# [Problem requirements]
Scan the data below for lines holding the word "ColladaImporter", and copy each line found.

Stored data entries:
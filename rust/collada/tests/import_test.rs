// This Source Code Form is subject to the terms of the Mozilla Public
// License, v. 2.0. If a copy of the MPL was not distributed with this
// file, You can obtain one at https://mozilla.org/MPL/2.0/.

//! COLLADA import/export integration tests

use approx::assert_relative_eq;
use c3ml_collada::{write_collada, ColladaImporter, Error, ImportOptions, ReferenceKind};
use c3ml_core::{Color, EntityType, GeoLocation};

const QUAD_GEOMETRY: &str = r##"
  <library_geometries>
    <geometry id="quad" name="Quad">
      <mesh>
        <source id="quad-pos">
          <float_array id="quad-pos-array" count="12">0 0 0 1 0 0 1 1 0 0 1 0</float_array>
          <technique_common><accessor source="#quad-pos-array" count="4" stride="3"/></technique_common>
        </source>
        <vertices id="quad-vtx"><input semantic="POSITION" source="#quad-pos"/></vertices>
        <triangles count="2" material="mat">
          <input semantic="VERTEX" source="#quad-vtx" offset="0"/>
          <p>0 1 2 0 2 3</p>
        </triangles>
      </mesh>
    </geometry>
  </library_geometries>"##;

const RED_MATERIAL: &str = r##"
  <library_effects>
    <effect id="red-fx"><profile_COMMON><technique sid="common"><phong>
      <diffuse><color>1 0 0 1</color></diffuse>
    </phong></technique></profile_COMMON></effect>
  </library_effects>
  <library_materials>
    <material id="red"><instance_effect url="#red-fx"/></material>
  </library_materials>"##;

fn document(asset: &str, libraries: &str, scene: &str) -> String {
    format!(
        r##"<?xml version="1.0" encoding="utf-8"?>
<COLLADA xmlns="http://www.collada.org/2005/11/COLLADASchema" version="1.4.1">
  <asset>{asset}</asset>
  {libraries}
  <library_visual_scenes><visual_scene id="scene">{scene}</visual_scene></library_visual_scenes>
  <scene><instance_visual_scene url="#scene"/></scene>
</COLLADA>"##
    )
}

fn import(xml: &str) -> c3ml_collada::Result<c3ml_core::EntityCollection> {
    ColladaImporter::new(ImportOptions::default()).import(xml.as_bytes())
}

const QUAD_INSTANCE: &str = r##"<instance_geometry url="#quad">
  <bind_material><technique_common>
    <instance_material symbol="mat" target="#red"/>
  </technique_common></bind_material>
</instance_geometry>"##;

#[test]
fn test_node_becomes_container_with_mesh() {
    let scene = format!(
        r#"<node id="building" name="Building">
             <translate>10 0 0</translate>
             {QUAD_INSTANCE}
             <extra><technique profile="OpenCOLLADA3dsMax">
               <user_properties>usage = office&#13;&#10;floors = 3</user_properties>
             </technique></extra>
           </node>"#
    );
    let xml = document(
        "<up_axis>Z_UP</up_axis>",
        &format!("{QUAD_GEOMETRY}{RED_MATERIAL}"),
        &scene,
    );
    let collection = import(&xml).unwrap();
    assert_eq!(collection.len(), 2);

    let building = collection.get("building").unwrap();
    assert_eq!(building.entity_type(), EntityType::Container);
    assert_eq!(building.name, "Building");
    assert_eq!(building.properties["usage"], "office");
    assert_eq!(building.properties["floors"], "3");

    let mesh_entity = collection.children("building").next().unwrap();
    assert_eq!(mesh_entity.name, "Quad");
    assert_eq!(mesh_entity.color, Some(Color::new(255, 0, 0, 255)));
    assert_eq!(mesh_entity.properties, building.properties);

    let mesh = mesh_entity.as_mesh().unwrap();
    assert_eq!(mesh.triangles, vec![0, 1, 2, 0, 2, 3]);
    assert_eq!(mesh.triangles.len() % 3, 0);
    assert_relative_eq!(mesh.positions[0], 10.0, epsilon = 1e-9);
    assert_relative_eq!(mesh.positions[3], 11.0, epsilon = 1e-9);
    assert_eq!(mesh.geo_location, GeoLocation::default());
    assert_eq!(mesh.rotation, [0.0; 3]);
    assert_eq!(mesh.scale, [1.0; 3]);
}

#[test]
fn test_y_up_and_units_are_normalized() {
    let libraries = r##"
      <library_geometries><geometry id="g"><mesh>
        <source id="p"><float_array>0 0 0 0 100 0 100 0 0</float_array></source>
        <vertices id="v"><input semantic="POSITION" source="#p"/></vertices>
        <triangles count="1"><input semantic="VERTEX" source="#v" offset="0"/><p>0 1 2</p></triangles>
      </mesh></geometry></library_geometries>"##;
    let xml = document(
        r#"<unit meter="0.01"/><up_axis>Y_UP</up_axis>"#,
        libraries,
        r##"<node id="n"><instance_geometry url="#g"/></node>"##,
    );
    let collection = import(&xml).unwrap();
    let mesh = collection.children("n").next().unwrap().as_mesh().unwrap();

    // Authored +Y (100 cm) ends up as +Z (1 m)
    assert_relative_eq!(mesh.positions[3], 0.0, epsilon = 1e-9);
    assert_relative_eq!(mesh.positions[4], 0.0, epsilon = 1e-9);
    assert_relative_eq!(mesh.positions[5], 1.0, epsilon = 1e-9);
}

#[test]
fn test_unbound_material_defaults_to_white() {
    let xml = document(
        "",
        QUAD_GEOMETRY,
        r##"<node id="n"><instance_geometry url="#quad"/></node>"##,
    );
    let collection = import(&xml).unwrap();
    let mesh = collection.children("n").next().unwrap();
    assert_eq!(mesh.color_or_default(), Color::WHITE);
}

#[test]
fn test_missing_geometry_is_dangling_reference() {
    let xml = document(
        "",
        RED_MATERIAL,
        r##"<node id="a"/><node id="b"><instance_geometry url="#nowhere"/></node>"##,
    );
    match import(&xml) {
        Err(Error::DanglingReference { kind, id }) => {
            assert_eq!(kind, ReferenceKind::Geometry);
            assert_eq!(id, "nowhere");
        }
        other => panic!("expected a dangling reference, got {:?}", other.map(|c| c.len())),
    }
}

#[test]
fn test_missing_material_is_dangling_reference() {
    let scene = r##"<node id="n"><instance_geometry url="#quad">
        <bind_material><technique_common>
          <instance_material symbol="mat" target="#ghost"/>
        </technique_common></bind_material>
      </instance_geometry></node>"##;
    let xml = document("", QUAD_GEOMETRY, scene);
    assert!(matches!(
        import(&xml),
        Err(Error::DanglingReference {
            kind: ReferenceKind::Material,
            ..
        })
    ));
}

#[test]
fn test_library_node_instancing() {
    let libraries = format!(
        r##"{QUAD_GEOMETRY}{RED_MATERIAL}
        <library_nodes>
          <node id="tree" name="Tree">{QUAD_INSTANCE}</node>
        </library_nodes>"##
    );
    let scene = r##"<node id="park">
        <translate>0 0 5</translate>
        <instance_node url="#tree"/>
      </node>"##;
    let xml = document("<up_axis>Z_UP</up_axis>", &libraries, scene);
    let collection = import(&xml).unwrap();

    let tree = collection.children("park").next().unwrap();
    assert_eq!(tree.name, "Tree");
    let mesh = collection.children(&tree.id).next().unwrap().as_mesh().unwrap();
    assert_relative_eq!(mesh.positions[2], 5.0, epsilon = 1e-9);
}

#[test]
fn test_instancing_cycle_is_rejected() {
    let libraries = r##"<library_nodes>
        <node id="loop"><node id="inner"><instance_node url="#loop"/></node></node>
      </library_nodes>"##;
    let xml = document("", libraries, r##"<node id="root"><instance_node url="#loop"/></node>"##);
    assert!(matches!(import(&xml), Err(Error::CyclicInstance(id)) if id == "loop"));
}

#[test]
fn test_unsupported_primitives_are_skipped() {
    let libraries = r##"<library_geometries><geometry id="g"><mesh>
        <source id="p"><float_array>0 0 0 1 0 0 0 1 0</float_array></source>
        <vertices id="v"><input semantic="POSITION" source="#p"/></vertices>
        <lines count="1"><input semantic="VERTEX" source="#v" offset="0"/><p>0 1</p></lines>
      </mesh></geometry></library_geometries>"##;
    let xml = document("", libraries, r##"<node id="n"><instance_geometry url="#g"/></node>"##);
    let collection = import(&xml).unwrap();
    assert_eq!(collection.len(), 1);
}

#[test]
fn test_not_xml_is_an_error() {
    assert!(import("not a collada file").is_err());
    assert!(matches!(
        ColladaImporter::default().import(&[0xff, 0xfe, 0x00]),
        Err(Error::UnreadableInput(_))
    ));
}

#[test]
fn test_export_round_trip() {
    let scene = format!(
        r#"<node id="building" name="Building">
             {QUAD_INSTANCE}
             <extra><technique profile="C3ML"><user_properties>usage = office</user_properties></technique></extra>
           </node>"#
    );
    let xml = document("<up_axis>Z_UP</up_axis>", &format!("{QUAD_GEOMETRY}{RED_MATERIAL}"), &scene);
    let original = import(&xml).unwrap();
    let original_mesh = original.iter().find(|e| e.entity_type() == EntityType::Mesh).unwrap();

    let exported = write_collada(&original);
    let reloaded = import(&exported).unwrap();
    let mesh_entity = reloaded.iter().find(|e| e.entity_type() == EntityType::Mesh).unwrap();

    assert_eq!(mesh_entity.color, Some(Color::new(255, 0, 0, 255)));
    assert_eq!(mesh_entity.properties["usage"], "office");
    let (a, b) = (original_mesh.as_mesh().unwrap(), mesh_entity.as_mesh().unwrap());
    assert_eq!(a.triangles, b.triangles);
    for (x, y) in a.positions.iter().zip(&b.positions) {
        assert_relative_eq!(*x, *y, epsilon = 1e-9);
    }
}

# [Exercise response]
use c3ml_collada::{write_collada, ColladaImporter, Error, ImportOptions, ReferenceKind};
    ColladaImporter::new(ImportOptions::default()).import(xml.as_bytes())
        ColladaImporter::default().import(&[0xff, 0xfe, 0x00]),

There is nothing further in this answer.